Systematic analysis of prognostic and immunologic characteristics associated with coronavirus disease 2019 regulators in acute myeloid leukemia

Front Genet. 2022 Sep 6;13:959109. doi: 10.3389/fgene.2022.959109. eCollection 2022.


The coronavirus disease 2019 (COVID-19) pandemic has so far damaged the health of millions and has made the treatment of cancer patients more complicated, and so did acute myeloid leukemia (AML). The current problem is the lack of understanding of their interactions and suggestions of evidence-based guidelines or historical experience for the treatment of such patients. Here, we first identified the COVID-19-related differentially expressed genes (C-DEGs) in AML patients by analyzing RNA-seq from public databases and explored their enrichment pathways and candidate drugs. A total of 76 C-DEGs associated with the progress of AML and COVID-19 infection were ultimately identified, and the functional analysis suggested that there are some shared links between them. Their protein-protein interactions (PPIs) and protein-drug interactions were then recognized by multiple bioinformatics algorithms. Moreover, a COVID-19 gene-associated prognostic model (C-GPM) with riskScore was constructed, patients with a high riskScore had poor survival and apparently immune-activated phenotypes, such as stronger monocyte and neutrophil cell infiltrations and higher immunosuppressants targeting expressions, meaning which may be one of the common denominators between COVID-19 and AML and the reason what complicates the treatment of the latter. Among the study's drawbacks is that these results relied heavily on publicly available datasets rather than being clinically confirmed.

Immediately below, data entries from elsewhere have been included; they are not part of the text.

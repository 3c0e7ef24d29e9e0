//! # Configuration
//!
//! Shelf reads one JSON file, `config.json`, from its config directory.
//!
//! ## Resolution Order
//!
//! 1. **Environment variables**: `STORAGE_PATH`, `TRASH_PATH`, `SHARE_PATH`,
//!    `SHELF_ARCHIVE_WORKERS`.
//! 2. **Config file**: `<config_dir>/config.json`. Missing keys fall back to
//!    the defaults below.
//! 3. **Defaults**: `storage/`, `trash/` and `shares/` under the platform
//!    data directory (via the `directories` crate), and
//!    [`ArchiveSettings::default`].
//!
//! ## Available Settings
//!
//! | Key | Default | Description |
//! |-----|---------|-------------|
//! | `storage_path` | `<data>/storage` | Root every caller path is relative to |
//! | `trash_path` | `<data>/trash` | Holding area for soft-deleted items |
//! | `share_path` | `<data>/shares` | Share metadata directory |
//! | `archive.workers` | `2` | Archive worker threads |
//! | `archive.progress_every` | `5` | Progress publication interval (files) |
//! | `archive.format` | `zip` | `zip` or `tar.gz` |
//! | `archive.output_dir` | unset | Fixed directory for produced archives |
//! | `archive.retain_finished` | `256` | Finished jobs kept queryable |

use crate::archive::ArchiveSettings;
use crate::error::{Result, ShelfError};
use crate::paths::StorageLayout;
use directories::ProjectDirs;
use serde::{Deserialize, Serialize};
use std::fs;
use std::path::{Path, PathBuf};

const CONFIG_FILENAME: &str = "config.json";

pub const ENV_STORAGE_PATH: &str = "STORAGE_PATH";
pub const ENV_TRASH_PATH: &str = "TRASH_PATH";
pub const ENV_SHARE_PATH: &str = "SHARE_PATH";
pub const ENV_ARCHIVE_WORKERS: &str = "SHELF_ARCHIVE_WORKERS";

#[derive(Debug, Clone, PartialEq, Eq, Serialize, Deserialize)]
pub struct ShelfConfig {
    pub storage_path: PathBuf,
    pub trash_path: PathBuf,
    pub share_path: PathBuf,
    #[serde(default)]
    pub archive: ArchiveSettings,
}

/// What may appear in `config.json`; every key is optional.
#[derive(Debug, Default, Deserialize)]
struct ConfigFile {
    storage_path: Option<PathBuf>,
    trash_path: Option<PathBuf>,
    share_path: Option<PathBuf>,
    #[serde(default)]
    archive: ArchiveSettings,
}

/// Platform directories used when nothing else is configured.
#[derive(Debug, Clone, PartialEq, Eq)]
pub struct ShelfDirs {
    pub config_dir: PathBuf,
    pub data_dir: PathBuf,
}

pub fn default_dirs() -> Result<ShelfDirs> {
    let dirs = ProjectDirs::from("", "", "shelf")
        .ok_or_else(|| ShelfError::Config("Could not determine home directory".to_string()))?;
    Ok(ShelfDirs {
        config_dir: dirs.config_dir().to_path_buf(),
        data_dir: dirs.data_dir().to_path_buf(),
    })
}

impl ShelfConfig {
    /// Defaults rooted at `data_dir`.
    pub fn default_for(data_dir: &Path) -> Self {
        Self {
            storage_path: data_dir.join("storage"),
            trash_path: data_dir.join("trash"),
            share_path: data_dir.join("shares"),
            archive: ArchiveSettings::default(),
        }
    }

    /// Load `config.json` from `config_dir`, filling gaps from
    /// [`default_for`](Self::default_for). A missing file yields the defaults.
    pub fn load<P: AsRef<Path>>(config_dir: P, data_dir: &Path) -> Result<Self> {
        let config_path = config_dir.as_ref().join(CONFIG_FILENAME);
        let defaults = Self::default_for(data_dir);

        if !config_path.exists() {
            return Ok(defaults);
        }

        let content = fs::read_to_string(&config_path).map_err(ShelfError::Io)?;
        let file: ConfigFile = serde_json::from_str(&content).map_err(ShelfError::Serialization)?;
        tracing::debug!(path = %config_path.display(), "Loaded config");

        Ok(Self {
            storage_path: file.storage_path.unwrap_or(defaults.storage_path),
            trash_path: file.trash_path.unwrap_or(defaults.trash_path),
            share_path: file.share_path.unwrap_or(defaults.share_path),
            archive: file.archive,
        })
    }

    pub fn save<P: AsRef<Path>>(&self, config_dir: P) -> Result<()> {
        let config_dir = config_dir.as_ref();
        if !config_dir.exists() {
            fs::create_dir_all(config_dir).map_err(ShelfError::Io)?;
        }

        let content = serde_json::to_string_pretty(self).map_err(ShelfError::Serialization)?;
        fs::write(config_dir.join(CONFIG_FILENAME), content).map_err(ShelfError::Io)?;
        Ok(())
    }

    /// Apply environment overrides through `lookup`, which is
    /// `std::env::var` in production.
    pub fn with_env_overrides<F>(mut self, lookup: F) -> Result<Self>
    where
        F: Fn(&str) -> Option<String>,
    {
        let non_empty = |key: &str| lookup(key).filter(|v| !v.trim().is_empty());

        if let Some(path) = non_empty(ENV_STORAGE_PATH) {
            self.storage_path = PathBuf::from(path);
        }
        if let Some(path) = non_empty(ENV_TRASH_PATH) {
            self.trash_path = PathBuf::from(path);
        }
        if let Some(path) = non_empty(ENV_SHARE_PATH) {
            self.share_path = PathBuf::from(path);
        }
        if let Some(workers) = non_empty(ENV_ARCHIVE_WORKERS) {
            self.archive.workers = workers.trim().parse().map_err(|_| {
                ShelfError::Config(format!(
                    "{} must be a positive integer, got {:?}",
                    ENV_ARCHIVE_WORKERS, workers
                ))
            })?;
        }
        Ok(self)
    }

    pub fn from_env(self) -> Result<Self> {
        self.with_env_overrides(|key| std::env::var(key).ok())
    }

    pub fn layout(&self) -> StorageLayout {
        StorageLayout::new(
            self.storage_path.clone(),
            self.trash_path.clone(),
            self.share_path.clone(),
        )
    }
}

#[cfg(test)]
mod tests {
    use super::*;
    use std::collections::HashMap;
    use tempfile::TempDir;

    #[test]
    fn missing_file_gives_defaults() {
        let tmp = TempDir::new().unwrap();
        let config = ShelfConfig::load(tmp.path().join("cfg"), Path::new("/data")).unwrap();
        assert_eq!(config, ShelfConfig::default_for(Path::new("/data")));
        assert_eq!(config.trash_path, PathBuf::from("/data/trash"));
        assert_eq!(config.archive.workers, 2);
    }

    #[test]
    fn save_then_load() {
        let tmp = TempDir::new().unwrap();
        let mut config = ShelfConfig::default_for(tmp.path());
        config.archive.progress_every = 10;
        config.archive.output_dir = Some(tmp.path().join("out"));
        config.save(tmp.path()).unwrap();

        let loaded = ShelfConfig::load(tmp.path(), Path::new("/elsewhere")).unwrap();
        assert_eq!(loaded, config);
    }

    #[test]
    fn partial_file_fills_gaps() {
        let tmp = TempDir::new().unwrap();
        fs::write(
            tmp.path().join(CONFIG_FILENAME),
            r#"{"storage_path": "/srv/files", "archive": {"format": "tar.gz"}}"#,
        )
        .unwrap();

        let config = ShelfConfig::load(tmp.path(), Path::new("/data")).unwrap();
        assert_eq!(config.storage_path, PathBuf::from("/srv/files"));
        assert_eq!(config.share_path, PathBuf::from("/data/shares"));
        assert_eq!(config.archive.format, crate::archive::ArchiveFormat::TarGz);
        assert_eq!(config.archive.progress_every, 5);
    }

    #[test]
    fn corrupt_file_is_an_error() {
        let tmp = TempDir::new().unwrap();
        fs::write(tmp.path().join(CONFIG_FILENAME), "{nope").unwrap();
        assert!(matches!(
            ShelfConfig::load(tmp.path(), Path::new("/data")),
            Err(ShelfError::Serialization(_))
        ));
    }

    #[test]
    fn env_overrides_win() {
        let env: HashMap<&str, &str> = [
            (ENV_STORAGE_PATH, "/mnt/storage"),
            (ENV_TRASH_PATH, ""),
            (ENV_ARCHIVE_WORKERS, "4"),
        ]
        .into_iter()
        .collect();

        let config = ShelfConfig::default_for(Path::new("/data"))
            .with_env_overrides(|key| env.get(key).map(|v| v.to_string()))
            .unwrap();
        assert_eq!(config.storage_path, PathBuf::from("/mnt/storage"));
        assert_eq!(config.trash_path, PathBuf::from("/data/trash"));
        assert_eq!(config.archive.workers, 4);
    }

    #[test]
    fn bad_worker_count_is_rejected() {
        let result = ShelfConfig::default_for(Path::new("/data"))
            .with_env_overrides(|key| (key == ENV_ARCHIVE_WORKERS).then(|| "many".to_string()));
        assert!(matches!(result, Err(ShelfError::Config(_))));
    }
}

Yet, these findings visualized those C-DEGs' enrichment pathways and inner associations, and the C-GPM based on them could accurately predict survival outcomes in AML patients, which will be helpful for further optimizing therapies for AML patients with COVID-19 infections.

Keywords: COVID-19; acute myeloid leukemia; differentially expressed genes; drug molecule; prognosis; protein–protein interaction.